The ancient city- state of Ilida in North West Peloponnesus, was built on the north banks of the Peneus River, between the mountainous part of Elis (Akroreia) and its coastal lowlands (Elis Koile).

The findings so far have shown that Ancient Elis was populated, even as a small agricultural perish, from the Proto- Hellenic era (almost 2800-2000 B.C.) until the end of the Early Byzantine period (seventh century AD), when the city was abandoned. The city of Ilida was established, when Oxilos, who had come from Aitolia in the 12th cent. B.C., united all the separate perishes. Oxilos founded the Olympic Games when he embodied the Holly Temple of Olympia in the city-state of Ilida. The games were reorganized in 776 B.C. by the descendant of king Ifitos, who signed a treaty with king Likourgos of Sparti and Kleistheni of Pissa. With this ‘holy treaty’ the whole area was considered sacred, thus securing peace and the success of the games.

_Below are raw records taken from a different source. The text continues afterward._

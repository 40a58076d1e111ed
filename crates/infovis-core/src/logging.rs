//! Logging facilities for infovis.
//!
//! The data model is instrumented with the `tracing` crate. Nothing is
//! printed unless the application installs a subscriber:
//!
//! ```ignore
//! fn main() {
//!     tracing_subscriber::fmt()
//!         .with_env_filter("infovis::tree=debug,infovis::computed=debug")
//!         .init();
//! }
//! ```
//!
//! Every event carries one of the [`targets`] below so subsystems can be
//! filtered independently.

/// Span names used throughout infovis for tracing.
pub mod span_names {
    /// Batched notification flush span.
    pub const NOTIFY: &str = "infovis::notify";
    /// Computed column recomputation span.
    pub const RECOMPUTE: &str = "infovis::recompute";
}

/// Target names for log filtering.
///
/// Use these with `tracing` directives to filter logs by subsystem.
pub mod targets {
    /// Core plumbing target.
    pub const CORE: &str = "infovis_core";
    /// Signal/slot system target.
    pub const SIGNAL: &str = "infovis_core::signal";
    /// Change notification batching target.
    pub const NOTIFY: &str = "infovis_core::notify";
    /// Column storage and formatting target.
    pub const COLUMN: &str = "infovis::column";
    /// Table and row-set target.
    pub const TABLE: &str = "infovis::table";
    /// Tree structure target.
    pub const TREE: &str = "infovis::tree";
    /// Computed (dependent) column target.
    pub const COMPUTED: &str = "infovis::computed";
}

/// A guard that keeps a tracing span entered until it is dropped.
///
/// Used to time bulk operations such as full recomputation of a derived
/// column.
#[derive(Debug)]
pub struct PerfSpan {
    #[allow(dead_code)]
    span: tracing::span::EnteredSpan,
}

impl PerfSpan {
    /// Create a new performance span for the named operation.
    pub fn new(name: &'static str) -> Self {
        let span = tracing::debug_span!(target: "infovis::perf", "perf", operation = name);
        Self {
            span: span.entered(),
        }
    }
}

From that point on to the end of the 5th century the city flourished. The main target of the state was the organization of the Olympic Games. The athletes, according to the rules had to come to Ancient Elis one month before the games for workout. Friends and relatives came with them and as a result exceptional foreigners from the main Greece and the islands, as well as rich immigrants of Micra Asia, Pontos, Great Greece and Africa.

The extensive archaeological site of ancient Elis comprises the ancient agora, the theatre, the residential sector, the cemeteries, the acropolis, and the gymnasiums.